As we’ve discussed in this space before, much of the research related to autism has tended to focus on young boys and men with autism. One reason for this is simple statistics: autism is four to five times more likely to be diagnosed in boys than girls. And the numbers don’t lie, with 1 in 42 boys being diagnosed on the autism spectrum versus 1 in every 189 girls.

 

So why is autism apparently less likely to be diagnosed in young girls than it is in young boys? One simple reason is that it tends to take longer for girls to be diagnosed, with many girls not being diagnosed until at least elementary school.

 

According to Dr. Nicole Tartaglia, a developmental-behavioral pediatrician at Children’s Hospital of Colorado in Aurora, “There are a lot of reasons why girls are diagnosed later. The symptoms are usually less significant or evident earlier on, so it takes a little bit longer for people to see the symptoms.”

 

Not only are the symptoms less evident, they are also often extremely different than those of boys who are on the autism spectrum, making diagnoses more difficult.
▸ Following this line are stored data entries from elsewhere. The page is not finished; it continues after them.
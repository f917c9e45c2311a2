use std::ops::Range;

use serde::Serialize;

use crate::data::{Column, DataFrame};
use crate::error::{LmmError, Result};
use crate::matrix::TripletBuilder;
use crate::types::{DenseVector, SparseMat};

use super::spec::ModelSpec;
use super::term::FixedTerm;

/// Columns of the fixed-effects design that belong to one term.
#[derive(Debug, Clone, Serialize)]
pub struct TermColumns {
    pub term: FixedTerm,
    pub columns: Range<usize>,
}

/// Incidence matrix of one random grouping over the retained rows.
#[derive(Debug, Clone)]
pub struct GroupingDesign {
    pub name: String,
    /// n_obs x n_levels, one unit entry per row.
    pub z: SparseMat,
    /// Levels present in the retained rows, in column order.
    pub levels: Vec<String>,
}

/// Everything the fitter needs from a table once a specification is applied.
#[derive(Debug, Clone)]
pub struct ModelFrame {
    /// Indices of the table rows that entered the fit.
    pub rows: Vec<usize>,
    pub y: DenseVector,
    pub x: SparseMat,
    pub coef_names: Vec<String>,
    /// Empty for the intercept; one entry per fixed term otherwise.
    pub term_columns: Vec<TermColumns>,
    pub groupings: Vec<GroupingDesign>,
}

impl ModelFrame {
    pub fn n_obs(&self) -> usize {
        self.y.len()
    }

    pub fn n_fixed(&self) -> usize {
        self.x.cols()
    }

    /// Replace the fixed part by a no-intercept indicator coding of the
    /// observed combinations of `factors` (one column per cell).
    ///
    /// Returns the level labels of each cell, in column order.
    pub fn with_cell_design(&self, df: &DataFrame, factors: &[&str]) -> Result<(ModelFrame, Vec<Vec<String>>)> {
        if factors.is_empty() {
            return Err(LmmError::Validation("cell means need at least one factor".into()));
        }
        let columns = factors
            .iter()
            .map(|f| df.get_factor(f))
            .collect::<Result<Vec<_>>>()?;

        let mut cells: indexmap::IndexMap<Vec<usize>, usize> = indexmap::IndexMap::new();
        let mut row_cell = Vec::with_capacity(self.rows.len());
        for &row in &self.rows {
            let key: Vec<usize> = columns.iter().map(|c| c.codes()[row]).collect();
            let next = cells.len();
            row_cell.push(*cells.entry(key).or_insert(next));
        }
        cells.sort_keys();

        let mut order = vec![0usize; cells.len()];
        for (col, (_, &first_seen)) in cells.iter().enumerate() {
            order[first_seen] = col;
        }

        let mut builder = TripletBuilder::new(self.rows.len(), cells.len());
        for (i, &c) in row_cell.iter().enumerate() {
            builder.add(i, order[c], 1.0);
        }

        let labels: Vec<Vec<String>> = cells
            .keys()
            .map(|key| {
                key.iter()
                    .zip(&columns)
                    .map(|(&code, col)| col.level_name(code).unwrap_or("").to_string())
                    .collect()
            })
            .collect();
        let coef_names = labels
            .iter()
            .map(|l| {
                factors
                    .iter()
                    .zip(l)
                    .map(|(f, lvl)| format!("{}[{}]", f, lvl))
                    .collect::<Vec<_>>()
                    .join(":")
            })
            .collect();

        let frame = ModelFrame {
            rows: self.rows.clone(),
            y: self.y.clone(),
            x: builder.to_csc(),
            coef_names,
            term_columns: vec![TermColumns {
                term: FixedTerm::interaction(factors),
                columns: 0..cells.len(),
            }],
            groupings: self.groupings.clone(),
        };
        Ok((frame, labels))
    }
}

/// Coded columns of a single variable, restricted to the retained rows.
struct CodedVariable {
    names: Vec<String>,
    columns: Vec<Vec<f64>>,
}

fn code_variable(df: &DataFrame, var: &str, rows: &[usize], full_rank_coding: bool) -> Result<CodedVariable> {
    match df.get_column(var)? {
        Column::Float(values) => Ok(CodedVariable {
            names: vec![var.to_string()],
            columns: vec![rows.iter().map(|&r| values[r]).collect()],
        }),
        Column::Factor(factor) => {
            let mut present = vec![false; factor.n_levels()];
            for &r in rows {
                present[factor.codes()[r]] = true;
            }
            let skip = usize::from(!full_rank_coding);
            let coded: Vec<usize> = (0..factor.n_levels())
                .filter(|&l| present[l])
                .skip(skip)
                .collect();
            let names = coded
                .iter()
                .map(|&l| format!("{}[{}]", var, factor.level_name(l).unwrap_or("")))
                .collect();
            let columns = coded
                .iter()
                .map(|&l| {
                    rows.iter()
                        .map(|&r| if factor.codes()[r] == l { 1.0 } else { 0.0 })
                        .collect()
                })
                .collect();
            Ok(CodedVariable { names, columns })
        }
    }
}

/// Rows whose response and float covariates are all observed.
fn complete_rows(df: &DataFrame, spec: &ModelSpec) -> Result<Vec<usize>> {
    let y = df.get_float(spec.response())?;
    let mut floats: Vec<&[f64]> = vec![y];
    for term in spec.fixed_terms() {
        for var in term.vars() {
            if let Column::Float(values) = df.get_column(var)? {
                floats.push(values);
            }
        }
    }
    let rows: Vec<usize> = (0..df.nrows())
        .filter(|&r| floats.iter().all(|col| col[r].is_finite()))
        .collect();
    if rows.len() < df.nrows() {
        log::debug!(
            "dropped {} of {} rows with missing values for '{}'",
            df.nrows() - rows.len(),
            df.nrows(),
            spec.formula()
        );
    }
    Ok(rows)
}

/// Build response, fixed design and random incidence matrices for `spec`.
///
/// Factors use treatment coding with the first level present in the retained
/// rows as reference. Without an intercept the first factor main effect keeps
/// all its levels. Interaction columns are products of the members' coded
/// columns.
pub fn build_model_frame(df: &DataFrame, spec: &ModelSpec) -> Result<ModelFrame> {
    let rows = complete_rows(df, spec)?;
    let n = rows.len();
    if n == 0 {
        return Err(LmmError::Validation(format!(
            "no complete observations for '{}'",
            spec.formula()
        )));
    }

    let y_all = df.get_float(spec.response())?;
    let y = DenseVector::from_iterator(n, rows.iter().map(|&r| y_all[r]));

    let mut names: Vec<String> = Vec::new();
    let mut columns: Vec<Vec<f64>> = Vec::new();
    let mut term_columns = Vec::with_capacity(spec.fixed_terms().len());

    if spec.has_intercept() {
        names.push("(Intercept)".to_string());
        columns.push(vec![1.0; n]);
    }

    let mut full_coding_used = spec.has_intercept();
    for term in spec.fixed_terms() {
        let full = !full_coding_used
            && term.order() == 1
            && matches!(df.get_column(&term.vars()[0])?, Column::Factor(_));
        full_coding_used |= full;

        let mut term_names = vec![String::new()];
        let mut term_cols = vec![vec![1.0; n]];
        for var in term.vars() {
            let coded = code_variable(df, var, &rows, full)?;
            let mut next_names = Vec::with_capacity(term_names.len() * coded.names.len());
            let mut next_cols = Vec::with_capacity(next_names.capacity());
            for (prefix, base) in term_names.iter().zip(&term_cols) {
                for (name, col) in coded.names.iter().zip(&coded.columns) {
                    next_names.push(if prefix.is_empty() {
                        name.clone()
                    } else {
                        format!("{}:{}", prefix, name)
                    });
                    next_cols.push(base.iter().zip(col).map(|(a, b)| a * b).collect());
                }
            }
            term_names = next_names;
            term_cols = next_cols;
        }

        let start = columns.len();
        names.extend(term_names);
        columns.extend(term_cols);
        term_columns.push(TermColumns {
            term: term.clone(),
            columns: start..columns.len(),
        });
    }

    if columns.is_empty() {
        return Err(LmmError::Validation(format!(
            "'{}' has no fixed-effect columns",
            spec.formula()
        )));
    }

    let mut xb = TripletBuilder::new(n, columns.len());
    for (j, col) in columns.iter().enumerate() {
        for (i, &v) in col.iter().enumerate() {
            if v != 0.0 {
                xb.add(i, j, v);
            }
        }
    }

    let groupings = spec
        .random_groupings()
        .iter()
        .map(|g| build_random_design(df, g, &rows))
        .collect::<Result<Vec<_>>>()?;

    Ok(ModelFrame {
        rows,
        y,
        x: xb.to_csc(),
        coef_names: names,
        term_columns,
        groupings,
    })
}

/// Incidence matrix of `column` over `rows`, using only the levels present.
pub fn build_random_design(df: &DataFrame, column: &str, rows: &[usize]) -> Result<GroupingDesign> {
    let factor = df.get_factor(column)?;

    let mut index: Vec<Option<usize>> = vec![None; factor.n_levels()];
    let mut levels = Vec::new();
    for &r in rows {
        let code = factor.codes()[r];
        if index[code].is_none() {
            index[code] = Some(0);
        }
    }
    for (code, slot) in index.iter_mut().enumerate() {
        if slot.is_some() {
            *slot = Some(levels.len());
            levels.push(factor.level_name(code).unwrap_or("").to_string());
        }
    }

    let mut builder = TripletBuilder::new(rows.len(), levels.len());
    for (i, &r) in rows.iter().enumerate() {
        if let Some(col) = index[factor.codes()[r]] {
            builder.add(i, col, 1.0);
        }
    }

    Ok(GroupingDesign {
        name: column.to_string(),
        z: builder.to_csc(),
        levels,
    })
}

/// Horizontal concatenation `[Z_1 | Z_2 | ...]`.
pub fn combined_random_design(groupings: &[GroupingDesign], n: usize) -> SparseMat {
    let total: usize = groupings.iter().map(|g| g.z.cols()).sum();
    let mut builder = TripletBuilder::new(n, total);
    let mut offset = 0;
    for g in groupings {
        for (val, (row, col)) in g.z.iter() {
            builder.add(row, offset + col, *val);
        }
        offset += g.z.cols();
    }
    builder.to_csc()
}

#[cfg(test)]
mod tests {
    use super::*;
    use crate::matrix::sparse::spmv;

    fn sample_df() -> DataFrame {
        let mut df = DataFrame::new();
        df.add_float_column("y", vec![5.0, 3.0, 7.0, 4.0, f64::NAN, 6.0]).unwrap();
        df.add_float_column("age", vec![1.0, 2.0, 3.0, 4.0, 5.0, f64::NAN]).unwrap();
        df.add_factor_column("origin", &["w", "w", "h", "h", "w", "h"]).unwrap();
        df.add_factor_column("treat", &["c", "t", "c", "t", "c", "t"]).unwrap();
        df.add_factor_column("tank", &["t1", "t1", "t2", "t2", "t3", "t3"]).unwrap();
        df
    }

    #[test]
    fn test_treatment_coding_with_intercept() {
        let df = sample_df();
        let spec = ModelSpec::builder("y").fixed_formula("origin").build(&df).unwrap();
        let frame = build_model_frame(&df, &spec).unwrap();
        assert_eq!(frame.n_obs(), 5);
        assert_eq!(frame.coef_names, vec!["(Intercept)", "origin[h]"]);
        let fitted = spmv(&frame.x, &[1.0, 10.0]);
        assert_eq!(fitted, vec![1.0, 1.0, 11.0, 11.0, 11.0]);
        assert_eq!(frame.term_columns[0].columns, 1..2);
    }

    #[test]
    fn test_interaction_columns_are_products() {
        let df = sample_df();
        let spec = ModelSpec::builder("y")
            .fixed_formula("origin*treat")
            .build(&df)
            .unwrap();
        let frame = build_model_frame(&df, &spec).unwrap();
        assert_eq!(
            frame.coef_names,
            vec!["(Intercept)", "origin[h]", "treat[t]", "origin[h]:treat[t]"]
        );
        let col = spmv(&frame.x, &[0.0, 0.0, 0.0, 1.0]);
        assert_eq!(col, vec![0.0, 0.0, 0.0, 1.0, 1.0]);
        assert_eq!(frame.term_columns[2].columns, 3..4);
    }

    #[test]
    fn test_missing_covariate_drops_row() {
        let df = sample_df();
        let spec = ModelSpec::builder("y").fixed_formula("age").build(&df).unwrap();
        let frame = build_model_frame(&df, &spec).unwrap();
        assert_eq!(frame.rows, vec![0, 1, 2, 3]);
        assert_eq!(frame.coef_names, vec!["(Intercept)", "age"]);
    }

    #[test]
    fn test_no_intercept_full_coding() {
        let df = sample_df();
        let spec = ModelSpec::builder("y")
            .fixed_formula("0 + origin + treat")
            .build(&df)
            .unwrap();
        let frame = build_model_frame(&df, &spec).unwrap();
        assert_eq!(frame.coef_names, vec!["origin[w]", "origin[h]", "treat[t]"]);
    }

    #[test]
    fn test_random_design_uses_present_levels() {
        let df = sample_df();
        let spec = ModelSpec::builder("y")
            .fixed_formula("age")
            .random("tank")
            .build(&df)
            .unwrap();
        let frame = build_model_frame(&df, &spec).unwrap();
        // Rows 4 and 5 are dropped, so tank t3 never appears.
        assert_eq!(frame.groupings[0].levels, vec!["t1", "t2"]);
        assert_eq!(frame.groupings[0].z.cols(), 2);
        let z = combined_random_design(&frame.groupings, frame.n_obs());
        assert_eq!(spmv(&z, &[1.0, 2.0]), vec![1.0, 1.0, 2.0, 2.0]);
    }

    #[test]
    fn test_cell_design() {
        let df = sample_df();
        let spec = ModelSpec::builder("y")
            .fixed_formula("origin*treat")
            .build(&df)
            .unwrap();
        let frame = build_model_frame(&df, &spec).unwrap();
        let (cells, labels) = frame.with_cell_design(&df, &["origin", "treat"]).unwrap();
        assert_eq!(labels.len(), 4);
        assert_eq!(labels[0], vec!["w", "c"]);
        assert_eq!(cells.coef_names[0], "origin[w]:treat[c]");
        let row_sums = spmv(&cells.x, &[1.0; 4]);
        assert!(row_sums.iter().all(|&s| s == 1.0));
    }
}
In the case of Ellie Paul, an 11 year-old girl in Denver, her brother Noah was diagnosed at the age of 4 years old while Ellie wasn’t diagnosed until she was nearly 6, even though she had been tested three times before her positive diagnosis.

 

Unlike her brother, Ellie always had good eye contact with others and did not display any of the developmental delays that her brother did, having started talking before she was even one year of age. However, it was Ellie’s lack of social interaction that caused her mom to consider that her daughter might be displaying a symptom of autism.

 

And according to a new study looking at gender differences in children with autism, the later diagnoses is in fact due to the different symptoms that girls with autism display. The study, authored by Dr. Paul Lipkin, director of the Interactive Autism Network at the Kennedy Krieger Institute in Baltimore, looked at data on people with autism using their directory of 50,000 people.

 

What they found was that in general, girls were diagnosed with autism far later than boys. On average, boys with a pervasive developmental disorder that hinders basic skill development were diagnosed at the age of 3.8 years while girls were generally diagnosed at age 4. The same held true for Asperger’s Syndrome, with boys typically being diagnosed at age 7.1 and girls at age 7.6.

 

The researchers found that the primary reason for this existed in the different symptoms exhibited by girls, such as their having greater difficulty reading social cues, a symptom that generally takes longer to manifest than the mannerism-related issues more commonly found in boys, such as repetitive behaviors like hand flapping. In boys, the social issues do not tend to appear until they are around the age of 10-15.

 

According to Lipkin, “These findings suggest that boys’ behaviors are more apparent than girls, with the potential for girls being more difficult to recognize. Since the problems experienced by girls are in social cognition and require social opportunities, they are much more likely to be unnoticed until the elementary school years.”

 

Thus, the researchers believe that not only do their findings indicate how and why the disorder is diagnosed in girls at older ages, the report also suggests that there is a greater chance for missed diagnoses in girls. Through better understanding of the ways in which children with autism demonstrate symptoms, researchers and advocates alike agree that better observation of girls with autism will lead to a better interpretation of autism overall.